* **Task item**
Among the records that follow, set down only the lines from the one containing "let runtime = RuntimeConfig::parse();" to the one containing "let app = model_forward::app::build_app(state.clone());", both included, exactly.

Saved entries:
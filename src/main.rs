mod cli;
mod core;
mod utils;

use anyhow::Result;
use clap::Parser;
use colored::Colorize;
use std::path::{Path, PathBuf};

use cli::{BackupCommands, Cli, Commands, StoreCommands};
use crate::core::{ConsolePrompter, LocalStore, MarkerReloader, RestoreManager, StageStore};
use utils::{format_bytes, resolve_profile_dir, truncate_value, RECOGNIZED_KEYS, STORE_FILE};

#[tokio::main]
async fn main() -> Result<()> {
    let cli = Cli::parse();

    match cli.command {
        None => {
            let profile_dir = resolve_profile_dir(cli.profile_dir)?;
            println!("stagelog-cli - backup and restore companion for StageLog");
            println!();
            println!("Profile: {}", profile_dir.display());
            println!();
            println!("Common commands:");
            println!("  stagelog-cli backup create      Export your data to a backup file");
            println!("  stagelog-cli restore <file>     Restore data from a backup file");
            println!("  stagelog-cli instructions       Show the manual restore procedure");
            println!();
            println!("Run 'stagelog-cli --help' for the full command list.");
        }
        Some(Commands::Instructions) => {
            let prompter = ConsolePrompter::new();
            crate::core::restore::show_instructions(&prompter);
        }
        Some(Commands::Restore { file, yes }) => {
            let profile_dir = resolve_profile_dir(cli.profile_dir)?;
            handle_restore(&profile_dir, file, yes).await?;
        }
        Some(Commands::Backup { command }) => {
            let profile_dir = resolve_profile_dir(cli.profile_dir)?;
            handle_backup(&profile_dir, command)?;
        }
        Some(Commands::Store { command }) => {
            let profile_dir = resolve_profile_dir(cli.profile_dir)?;
            handle_store(&profile_dir, command)?;
        }
    }

    Ok(())
}

async fn handle_restore(profile_dir: &Path, file: Option<PathBuf>, yes: bool) -> Result<()> {
    let mut store = LocalStore::load(profile_dir.join(STORE_FILE))?;
    let prompter = if yes {
        ConsolePrompter::with_assume_yes()
    } else {
        ConsolePrompter::new()
    };
    let reloader = MarkerReloader::new(profile_dir);

    let mut manager = RestoreManager::new(&mut store, &prompter, &reloader);
    manager.begin_import(file).await?;

    Ok(())
}

fn handle_backup(profile_dir: &Path, command: BackupCommands) -> Result<()> {
    match command {
        BackupCommands::Create { output } => {
            let store = LocalStore::load(profile_dir.join(STORE_FILE))?;
            let path = crate::core::backup::write_backup(&store, output, profile_dir)?;
            println!("✓ Backup written to {}", path.display().to_string().green());
            println!("\nRestore it later with:");
            println!("  stagelog-cli restore {}", path.display());
        }
        BackupCommands::List => {
            let backups = crate::core::backup::list_backups(profile_dir)?;

            if backups.is_empty() {
                println!("No backups found in {}", profile_dir.display());
                println!("\nCreate one with: stagelog-cli backup create");
                return Ok(());
            }

            println!("Backups in {}\n", profile_dir.display());
            println!("{:<45} {:<10} {:<20}", "File", "Size", "Modified");
            println!("{}", "-".repeat(75));

            for backup in backups {
                let name = backup
                    .path
                    .file_name()
                    .map(|n| n.to_string_lossy().to_string())
                    .unwrap_or_default();
                println!(
                    "{:<45} {:<10} {:<20}",
                    name,
                    format_bytes(backup.size_bytes),
                    backup.modified.format("%Y-%m-%d %H:%M:%S")
                );
            }
        }
    }

    Ok(())
}

fn handle_store(profile_dir: &Path, command: StoreCommands) -> Result<()> {
    match command {
        StoreCommands::View => {
            let store = LocalStore::load(profile_dir.join(STORE_FILE))?;
            let keys = store.keys();

            if keys.is_empty() {
                println!("Store is empty ({})", store.path().display());
                return Ok(());
            }

            println!("Store entries in {}\n", store.path().display());
            for key in keys {
                if let Some(value) = store.get(&key) {
                    // Entries outside the backup's recognized set are
                    // shown but never touched by restore/export
                    let marker = if RECOGNIZED_KEYS.contains(&key.as_str()) {
                        ""
                    } else {
                        " (not covered by backups)"
                    };
                    println!(
                        "{}: {}{}",
                        key.bold(),
                        truncate_value(value, 60),
                        marker.dimmed()
                    );
                }
            }
        }
    }

    Ok(())
}
/// CLI argument parsing and command handling

use clap::{Parser, Subcommand};
use std::path::PathBuf;

// Build timestamp injected at compile time
pub const VERSION_WITH_BUILD: &str = concat!(env!("CARGO_PKG_VERSION"), " (built: ", env!("BUILD_TIMESTAMP"), ")");

#[derive(Parser)]
#[command(name = "stagelog-cli")]
#[command(author, version = VERSION_WITH_BUILD, about, long_about = None)]
pub struct Cli {
    /// StageLog profile directory (defaults to the platform data dir)
    #[arg(long, global = true)]
    pub profile_dir: Option<PathBuf>,

    #[command(subcommand)]
    pub command: Option<Commands>,
}

#[derive(Subcommand)]
pub enum Commands {
    /// Show the manual restore procedure
    Instructions,

    /// Restore StageLog data from a backup file
    Restore {
        /// Backup file to restore (.json); prompted for if omitted
        file: Option<PathBuf>,

        /// Skip the confirmation prompt
        #[arg(short, long)]
        yes: bool,
    },

    /// Backup operations
    Backup {
        #[command(subcommand)]
        command: BackupCommands,
    },

    /// Inspect the profile store
    Store {
        #[command(subcommand)]
        command: StoreCommands,
    },
}

#[derive(Subcommand)]
pub enum BackupCommands {
    /// Export the current StageLog data to a backup file
    Create {
        /// Output file (defaults to stagelog-backup-<timestamp>.json
        /// in the profile directory)
        #[arg(short, long)]
        output: Option<PathBuf>,
    },

    /// List backup files in the profile directory
    List,
}

#[derive(Subcommand)]
pub enum StoreCommands {
    /// View current store entries
    View,
}
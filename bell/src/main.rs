use bell::{
    cli::{Cli, CliError},
    report::{self, ConsoleProgress},
    triangle::{compute, CancelToken, Outcome},
};
use clap::Parser;
use log::{info, warn};
use signal_hook::{consts::*, iterator::Signals, low_level::emulate_default_handler};
use std::{
    fs::File,
    io::{self, BufWriter},
    process::exit,
    thread::{self, JoinHandle},
};

fn main() {
    env_logger::init();

    let cli = Cli::parse();
    if let Err(e) = run(&cli) {
        eprintln!("bell: {e}");
        exit(e.exit_code());
    }
}

fn run(cli: &Cli) -> Result<(), CliError> {
    let n = cli.number()?;
    let config = cli.format_config();

    // 計算前に作成して、パスの誤りをすぐに報告する
    let mut output = match &cli.output {
        Some(path) => Some(BufWriter::new(File::create(path).map_err(CliError::Io)?)),
        None => None,
    };

    let header = report::header(n);
    for line in &header {
        println!("{line}");
    }

    let cancel = CancelToken::new();
    let (signals, handler) = spawn_sig_handler(cancel.clone()).map_err(CliError::Signal)?;

    let mut progress = ConsoleProgress::new(n, cli.quiet);
    let outcome = compute(n, &mut progress, &cancel);

    match &outcome {
        Outcome::Finished { value, elapsed } => {
            info!("finished Bell({n}) in {elapsed:?}, {} bits", value.bits())
        }
        Outcome::Aborted { elapsed } => info!("aborted Bell({n}) after {elapsed:?}"),
    }

    // 計算後に受信したシグナルでは即座に終了させる。
    // 巨大な値の整形中もシグナルハンドラは動かしたままにする
    cancel.cancel();
    let result = report::result(n, &outcome, &config);
    for line in &result {
        println!("{line}");
    }

    let written = match &mut output {
        Some(out) => report::write_report(out, &header, &result),
        None => Ok(()),
    };

    // シグナルハンドラスレッドを終了させる
    signals.close();
    if handler.join().is_err() {
        warn!("signal handler thread panicked");
    }

    if let Err(e) = written {
        warn!("failed to write the output file: {e}");
        return Err(CliError::Io(e));
    }

    Ok(())
}

/// signal_handler スレッド
///
/// SIGINT (Ctrl-C) と SIGTERM を受信したら計算を中断させる。
/// 中断済みのトークンで受信した場合は既定の動作 (終了) に従う。
fn spawn_sig_handler(
    cancel: CancelToken,
) -> io::Result<(signal_hook::iterator::Handle, JoinHandle<()>)> {
    let mut signals = Signals::new([SIGINT, SIGTERM])?;
    let handle = signals.handle();
    let thread = thread::spawn(move || {
        for sig in signals.forever() {
            if cancel.is_cancelled() {
                info!("signal {sig} received, terminating");
                if let Err(e) = emulate_default_handler(sig) {
                    warn!("failed to terminate on signal {sig}: {e}");
                }
            } else {
                info!("signal {sig} received, aborting");
                cancel.cancel();
            }
        }
    });

    Ok((handle, thread))
}
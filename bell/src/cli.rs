//! コマンドライン引数
use crate::format::{
    FormatConfig, MANTISSA_PRECISION, MAX_PRECISION, MAX_THRESHOLD_EXP, SCIENTIFIC_THRESHOLD_EXP,
};
use clap::Parser;
use std::{
    error::Error,
    fmt::{self, Display},
    io,
    path::PathBuf,
};

#[derive(Parser, Debug)]
#[command(name = "bell")]
#[command(version)]
#[command(about = "Compute the nth Bell number using Aitken's array")]
pub struct Cli {
    /// Index of the Bell number to compute
    #[arg(value_name = "N", allow_negative_numbers = true, conflicts_with = "number")]
    n: Option<i64>,

    /// Index of the Bell number to compute (same as <N>)
    #[arg(short = 'n', long, value_name = "N", allow_negative_numbers = true)]
    number: Option<i64>,

    /// Also write the result to this file
    #[arg(short, long, value_name = "PATH")]
    pub output: Option<PathBuf>,

    /// Do not print a line for every row of the triangle
    #[arg(short, long)]
    pub quiet: bool,

    /// Digits after the decimal point in the scientific notation
    #[arg(
        long,
        value_name = "DIGITS",
        default_value_t = MANTISSA_PRECISION as u16,
        value_parser = clap::value_parser!(u16).range(0..=MAX_PRECISION as i64)
    )]
    pub precision: u16,

    /// Show the scientific notation only for values above 10^EXP
    #[arg(
        long,
        value_name = "EXP",
        default_value_t = SCIENTIFIC_THRESHOLD_EXP,
        value_parser = clap::value_parser!(u32).range(0..=MAX_THRESHOLD_EXP as i64)
    )]
    pub threshold_exp: u32,
}

impl Cli {
    /// 計算する Bell 数の添字を取り出す。
    pub fn number(&self) -> Result<usize, CliError> {
        let n = match (self.n, self.number) {
            (Some(n), _) | (None, Some(n)) => n,
            (None, None) => return Err(CliError::Usage("missing <N>".to_string())),
        };
        if n < 0 {
            return Err(CliError::Domain(n));
        }
        usize::try_from(n).map_err(|_| CliError::Usage(format!("{n} is too large")))
    }

    pub fn format_config(&self) -> FormatConfig {
        FormatConfig::new(self.threshold_exp, usize::from(self.precision))
    }
}

/// コマンドラインで起きるエラーを表す型
#[derive(Debug)]
pub enum CliError {
    Usage(String),     // 引数の誤り
    Domain(i64),       // 負の数
    Io(io::Error),     // 出力ファイルの書き込み失敗
    Signal(io::Error), // シグナルハンドラの登録失敗
}

impl CliError {
    /// プロセスの終了コード
    pub fn exit_code(&self) -> i32 {
        match self {
            CliError::Usage(_) | CliError::Domain(_) => 2,
            CliError::Io(_) | CliError::Signal(_) => 1,
        }
    }
}

impl Display for CliError {
    fn fmt(&self, f: &mut fmt::Formatter<'_>) -> fmt::Result {
        match self {
            CliError::Usage(msg) => write!(f, "{msg}\nusage: bell <N> [--output <PATH>]"),
            CliError::Domain(_) => write!(f, "Number must be greater than or equal to zero"),
            CliError::Io(e) => write!(f, "failed to write the result: {e}"),
            CliError::Signal(e) => write!(f, "failed to install the signal handler: {e}"),
        }
    }
}

impl Error for CliError {
    fn source(&self) -> Option<&(dyn Error + 'static)> {
        match self {
            CliError::Io(e) | CliError::Signal(e) => Some(e),
            _ => None,
        }
    }
}


#[cfg(test)]
mod options {
    use super::*;
    use num::BigUint;

    #[test]
    fn test() {
        let cli = Cli::try_parse_from(["bell", "20", "-q", "-o", "out.txt"]).unwrap();
        assert!(cli.quiet);
        assert_eq!(Some(PathBuf::from("out.txt")), cli.output);
        assert_eq!(FormatConfig::default(), cli.format_config());
    }

    #[test]
    fn format_config() {
        let cli =
            Cli::try_parse_from(["bell", "20", "--precision", "3", "--threshold-exp", "2"])
                .unwrap();
        let config = cli.format_config();
        assert_eq!(3, config.precision());
        assert_eq!(&BigUint::from(100u32), config.threshold());
    }

    #[test]
    fn limits() {
        let max_precision = MAX_PRECISION.to_string();
        let max_exp = MAX_THRESHOLD_EXP.to_string();
        let cli = Cli::try_parse_from([
            "bell",
            "15",
            "--precision",
            max_precision.as_str(),
            "--threshold-exp",
            max_exp.as_str(),
        ])
        .unwrap();
        let config = cli.format_config();
        assert_eq!(MAX_PRECISION, config.precision());
        assert!(!config.should_show_scientific(&BigUint::from(1_382_958_545u32)));
        assert!(config.scientific(&BigUint::from(1_382_958_545u32)).is_ok());
    }

    #[test]
    fn out_of_range() {
        let too_precise = (MAX_PRECISION + 1).to_string();
        let too_large = (MAX_THRESHOLD_EXP + 1).to_string();
        for args in [
            vec!["bell", "15", "--precision", "18446744073709551615"],
            vec!["bell", "15", "--precision", too_precise.as_str()],
            vec!["bell", "15", "--precision", "-1"],
            vec!["bell", "15", "--threshold-exp", "4000000000"],
            vec!["bell", "15", "--threshold-exp", too_large.as_str()],
        ] {
            let err = Cli::try_parse_from(&args).unwrap_err();
            assert_eq!(2, err.exit_code(), "{args:?}");
        }
    }
}
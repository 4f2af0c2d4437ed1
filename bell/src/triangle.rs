//! Aitken's array (ベル三角形) による Bell 数の計算。
//!
//! 0 行目を `[1]` とし、各行は直前の行から次のように作る。
//!
//! ```text
//! 1
//! 1  2
//! 2  3  5
//! 5  7 10 15
//! ```
//!
//! - 新しい行の先頭は直前の行の末尾
//! - 以降の要素は「左隣の要素」と「左上の要素」の和
//!
//! k 行目の先頭が Bell(k)、末尾が Bell(k + 1) となる。
use log::debug;
use num::{BigUint, One};
use std::{
    fmt::{self, Display},
    sync::{
        atomic::{AtomicBool, Ordering},
        Arc,
    },
    time::{Duration, Instant},
};

/// ベル三角形の 1 行。
///
/// 空の行は作れないので、 `first` と `last` は常に値を返す。
#[derive(Debug, Clone, PartialEq, Eq)]
pub struct Row(Vec<BigUint>);

#[allow(clippy::len_without_is_empty)]
impl Row {
    /// 0 行目 `[1]` 。
    pub fn initial() -> Self {
        Row(vec![BigUint::one()])
    }

    /// 次の行を生成する。
    ///
    /// 自身の所有権を受け取り、各要素のバッファを加算結果に再利用する。
    pub fn next(self) -> Row {
        let mut next = Vec::with_capacity(self.0.len() + 1);
        next.push(self.last().clone());

        for (i, above) in self.0.into_iter().enumerate() {
            // 左上 + 左隣
            let sum = above + &next[i];
            next.push(sum);
        }

        Row(next)
    }

    pub fn len(&self) -> usize {
        self.0.len()
    }

    pub fn first(&self) -> &BigUint {
        &self.0[0]
    }

    pub fn last(&self) -> &BigUint {
        &self.0[self.0.len() - 1]
    }

    #[cfg(test)]
    fn entries(&self) -> &[BigUint] {
        &self.0
    }

    /// 行を破棄して末尾の要素だけを取り出す。
    fn into_last(mut self) -> BigUint {
        match self.0.pop() {
            Some(last) => last,
            None => unreachable!("a row always has at least one entry"),
        }
    }
}

/// 計算方法
#[derive(Debug, Clone, Copy, PartialEq, Eq)]
pub enum Method {
    EmptySet,       // n = 0
    NumberTriangle, // n >= 1
}

impl Display for Method {
    fn fmt(&self, f: &mut fmt::Formatter<'_>) -> fmt::Result {
        match self {
            Method::EmptySet => write!(f, "Empty set"),
            Method::NumberTriangle => write!(f, "Number triangle"),
        }
    }
}

/// 計算の進捗を受け取る。
///
/// 表示方法は呼び出し側が決める。
pub trait Progress {
    /// 計算方法が決まったときに一度だけ呼ばれる。
    fn method(&mut self, _method: Method) {}

    /// 行が完成するたびに呼ばれる。
    /// `index` はその行で得られた Bell 数の添字 (1 始まり)。
    fn row(&mut self, index: usize, bell: &BigUint);
}

/// 進捗を捨てる。
pub struct NoProgress;

impl Progress for NoProgress {
    fn row(&mut self, _index: usize, _bell: &BigUint) {}
}

impl<F> Progress for F
where
    F: FnMut(usize, &BigUint),
{
    fn row(&mut self, index: usize, bell: &BigUint) {
        self(index, bell)
    }
}

/// 計算の中断要求。
///
/// クローンはフラグを共有するので、シグナルハンドラのスレッドに渡して使う。
#[derive(Debug, Clone, Default)]
pub struct CancelToken(Arc<AtomicBool>);

impl CancelToken {
    pub fn new() -> Self {
        Self::default()
    }

    pub fn cancel(&self) {
        self.0.store(true, Ordering::SeqCst);
    }

    pub fn is_cancelled(&self) -> bool {
        self.0.load(Ordering::SeqCst)
    }
}

/// 計算結果
#[derive(Debug, Clone, PartialEq, Eq)]
pub enum Outcome {
    /// 計算完了
    Finished { value: BigUint, elapsed: Duration },
    /// 途中で中断された。途中の行は破棄される。
    Aborted { elapsed: Duration },
}

impl Outcome {
    pub fn elapsed(&self) -> Duration {
        match self {
            Outcome::Finished { elapsed, .. } | Outcome::Aborted { elapsed } => *elapsed,
        }
    }

    pub fn value(&self) -> Option<&BigUint> {
        match self {
            Outcome::Finished { value, .. } => Some(value),
            Outcome::Aborted { .. } => None,
        }
    }
}

/// n 番目の Bell 数を計算する。
///
/// 中断要求は 0 行目を作る前と、各行を作る前に確認する。
/// 中断された場合は `Outcome::Aborted` を返す。
///
/// # 利用例
///
/// ```
/// use bell::triangle::{compute, CancelToken, NoProgress, Outcome};
///
/// let outcome = compute(10, &mut NoProgress, &CancelToken::new());
/// assert_eq!(outcome.value().map(|v| v.to_string()), Some("115975".to_string()));
/// ```
pub fn compute<P>(n: usize, progress: &mut P, cancel: &CancelToken) -> Outcome
where
    P: Progress + ?Sized,
{
    let start = Instant::now();

    if n == 0 {
        // 空集合の分割は 1 通り
        debug!("n = 0, no triangle is built");
        progress.method(Method::EmptySet);
        return Outcome::Finished {
            value: BigUint::one(),
            elapsed: start.elapsed(),
        };
    }

    progress.method(Method::NumberTriangle);
    if cancel.is_cancelled() {
        debug!("cancelled before the first row");
        return Outcome::Aborted {
            elapsed: start.elapsed(),
        };
    }

    let mut row = Row::initial();
    progress.row(1, row.last());

    for index in 2..=n {
        if cancel.is_cancelled() {
            debug!("cancelled at Bell index {index} of {n}");
            return Outcome::Aborted {
                elapsed: start.elapsed(),
            };
        }

        row = row.next();
        progress.row(index, row.last());
    }

    Outcome::Finished {
        value: row.into_last(),
        elapsed: start.elapsed(),
    }
}

/// 中断も進捗通知もなしで n 番目の Bell 数を計算する。
pub fn bell_number(n: usize) -> BigUint {
    match compute(n, &mut NoProgress, &CancelToken::new()) {
        Outcome::Finished { value, .. } => value,
        Outcome::Aborted { .. } => unreachable!("a fresh token is never cancelled"),
    }
}

#[cfg(test)]
mod row {
    use super::*;

    fn values(row: &Row) -> Vec<u64> {
        row.entries()
            .iter()
            .map(|v| v.to_string().parse().unwrap())
            .collect()
    }

    #[test]
    fn test() {
        let r0 = Row::initial();
        assert_eq!(vec![1], values(&r0));
        let r1 = r0.next();
        assert_eq!(vec![1, 2], values(&r1));
        let r2 = r1.next();
        assert_eq!(vec![2, 3, 5], values(&r2));
        let r3 = r2.next();
        assert_eq!(vec![5, 7, 10, 15], values(&r3));
        let r4 = r3.next();
        assert_eq!(vec![15, 20, 27, 37, 52], values(&r4));
    }

    #[test]
    fn length_and_handoff() {
        let mut row = Row::initial();
        for k in 1..50 {
            let prev_last = row.last().clone();
            row = row.next();
            assert_eq!(k + 1, row.len());
            assert_eq!(&prev_last, row.first());
        }
    }
}
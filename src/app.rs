use crate::config::RuntimeConfig;
use crate::error::ConfigError;
use crate::model_table::ModelTable;
use axum::Router;
use axum::extract::DefaultBodyLimit;
use axum::routing::{get, post};
use metrics_exporter_prometheus::PrometheusHandle;
use std::sync::{Arc, OnceLock};
use tower_http::trace::TraceLayer;

#[derive(Clone)]
pub struct AppState {
    pub runtime: Arc<RuntimeConfig>,
    pub model_table: Arc<ModelTable>,
    pub http: reqwest::Client,
    pub metrics: PrometheusHandle,
}

static METRICS_HANDLE: OnceLock<Result<PrometheusHandle, String>> = OnceLock::new();

/// Loads the model table named by `runtime` and builds the shared state.
pub fn load_state(runtime: RuntimeConfig) -> Result<AppState, ConfigError> {
    let model_table = ModelTable::load(&runtime.model_table)?;
    tracing::info!(
        path = %runtime.model_table.display(),
        entries = model_table.len(),
        "loaded model table"
    );
    load_state_with_table(runtime, model_table)
}

pub fn load_state_with_table(
    runtime: RuntimeConfig,
    model_table: ModelTable,
) -> Result<AppState, ConfigError> {
    runtime.validate()?;

    let http = reqwest::Client::builder()
        .user_agent(concat!("model-forward/", env!("CARGO_PKG_VERSION")))
        .build()
        .map_err(ConfigError::HttpClient)?;

    let metrics = init_metrics()?;

    Ok(AppState {
        runtime: Arc::new(runtime),
        model_table: Arc::new(model_table),
        http,
        metrics,
    })
}

fn init_metrics() -> Result<PrometheusHandle, ConfigError> {
    METRICS_HANDLE
        .get_or_init(|| {
            metrics_exporter_prometheus::PrometheusBuilder::new()
                .install_recorder()
                .map_err(|err| err.to_string())
        })
        .clone()
        .map_err(ConfigError::Metrics)
}

pub fn build_app(state: AppState) -> Router {
    let metrics_path = state.runtime.metrics_path.clone();
    let max_body_bytes = state.runtime.max_body_bytes;
    let mut router = Router::<AppState>::new()
        .route("/", get(crate::docs::help_page))
        .route(crate::docs::STYLESHEET_PATH, get(crate::docs::stylesheet))
        .route(
            crate::upstream::CHAT_COMPLETIONS_PATH,
            post(crate::handlers::chat_completions),
        );
    if let Some(path) = metrics_path.as_deref() {
        router = router.route(path, get(crate::handlers::metrics));
    }
    router
        .fallback(crate::handlers::not_found)
        .method_not_allowed_fallback(crate::handlers::not_found)
        .with_state(state)
        .layer(DefaultBodyLimit::max(max_body_bytes))
        .layer(TraceLayer::new_for_http())
}
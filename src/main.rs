use clap::Parser;
use model_forward::config::RuntimeConfig;
use model_forward::error::ConfigError;

#[tokio::main]
async fn main() {
    tracing_subscriber::fmt()
        .with_env_filter(
            tracing_subscriber::EnvFilter::try_from_default_env()
                .unwrap_or_else(|_| tracing_subscriber::EnvFilter::new("info,model_forward=debug")),
        )
        .json()
        .init();

    let runtime = RuntimeConfig::parse();
    if let Err(err) = run(runtime).await {
        tracing::error!(error = %err, "startup failed");
        eprintln!("error: {err}");
        std::process::exit(1);
    }
}

async fn run(runtime: RuntimeConfig) -> Result<(), ConfigError> {
    let state = model_forward::app::load_state(runtime)?;
    let app = model_forward::app::build_app(state.clone());
    let addr = state.runtime.listen_addr();
    let listener = tokio::net::TcpListener::bind((state.runtime.host.as_str(), state.runtime.port))
        .await
        .map_err(|source| ConfigError::Bind {
            addr: addr.clone(),
            source,
        })?;
    tracing::info!(
        addr = %addr,
        api_base = %state.runtime.api_base,
        "listening"
    );
    axum::serve(listener, app).await.map_err(ConfigError::Serve)?;
    Ok(())
}
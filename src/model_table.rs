use crate::chat::ChatRequest;
use crate::error::ConfigError;
use std::collections::HashMap;
use std::path::Path;

/// Source model id to replacement model id. Loaded once at startup and
/// shared read-only by every request.
#[derive(Debug, Clone, Default, PartialEq, Eq)]
pub struct ModelTable {
    entries: HashMap<String, String>,
}

#[derive(Debug, Clone, PartialEq, Eq)]
pub struct Substitution {
    pub from: String,
    pub to: String,
}

#[derive(Debug, Clone)]
pub struct Rewritten {
    pub request: ChatRequest,
    pub substitution: Option<Substitution>,
}

impl ModelTable {
    pub fn load(path: impl AsRef<Path>) -> Result<Self, ConfigError> {
        let path = path.as_ref();
        let raw = std::fs::read(path).map_err(|source| ConfigError::ModelTableRead {
            path: path.to_path_buf(),
            source,
        })?;
        Self::from_slice(&raw).map_err(|source| ConfigError::ModelTableParse {
            path: path.to_path_buf(),
            source,
        })
    }

    pub fn from_slice(raw: &[u8]) -> serde_json::Result<Self> {
        let entries: HashMap<String, String> = serde_json::from_slice(raw)?;
        Ok(Self { entries })
    }

    pub fn lookup(&self, model: &str) -> Option<&str> {
        self.entries.get(model).map(String::as_str)
    }

    pub fn len(&self) -> usize {
        self.entries.len()
    }

    pub fn is_empty(&self) -> bool {
        self.entries.is_empty()
    }

    /// Replaces `request.model` when it is a key of the table. Exact match
    /// only; everything else in the request is returned untouched.
    pub fn rewrite(&self, mut request: ChatRequest) -> Rewritten {
        let Some(target) = self.lookup(&request.model) else {
            return Rewritten {
                request,
                substitution: None,
            };
        };
        let substitution = Substitution {
            from: std::mem::replace(&mut request.model, target.to_string()),
            to: target.to_string(),
        };
        tracing::info!(
            from = %substitution.from,
            to = %substitution.to,
            "replaced model"
        );
        metrics::counter!(
            "model_forward_substitutions_total",
            "from" => substitution.from.clone(),
            "to" => substitution.to.clone()
        )
        .increment(1);
        Rewritten {
            request,
            substitution: Some(substitution),
        }
    }
}

impl FromIterator<(String, String)> for ModelTable {
    fn from_iter<I: IntoIterator<Item = (String, String)>>(iter: I) -> Self {
        Self {
            entries: iter.into_iter().collect(),
        }
    }
}
use crate::upstream::{UpstreamResponse, is_hop_by_hop_header};
use axum::body::Body;
use axum::http::{HeaderValue, StatusCode, header};
use axum::response::{IntoResponse, Response};

/// Turns a buffered upstream reply into the caller's response. Headers are
/// appended value by value before the body is attached; the content type is
/// always declared as JSON.
pub fn relay(upstream: UpstreamResponse) -> Response {
    let UpstreamResponse {
        status,
        headers,
        body,
    } = upstream;

    let mut builder = Response::builder().status(status);
    if let Some(out) = builder.headers_mut() {
        for (name, value) in &headers {
            // framing belongs to our own transport
            if is_hop_by_hop_header(name)
                || name == header::CONTENT_LENGTH
                || name == header::CONTENT_TYPE
            {
                continue;
            }
            out.append(name.clone(), value.clone());
        }
        out.insert(header::CONTENT_TYPE, HeaderValue::from_static("application/json"));
    }
    builder
        .body(Body::from(body))
        .unwrap_or_else(|_| StatusCode::INTERNAL_SERVER_ERROR.into_response())
}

* **Solution**
    let runtime = RuntimeConfig::parse();
    if let Err(err) = run(runtime).await {
        tracing::error!(error = %err, "startup failed");
        eprintln!("error: {err}");
        std::process::exit(1);
    }
}

async fn run(runtime: RuntimeConfig) -> Result<(), ConfigError> {
    let state = model_forward::app::load_state(runtime)?;
    let app = model_forward::app::build_app(state.clone());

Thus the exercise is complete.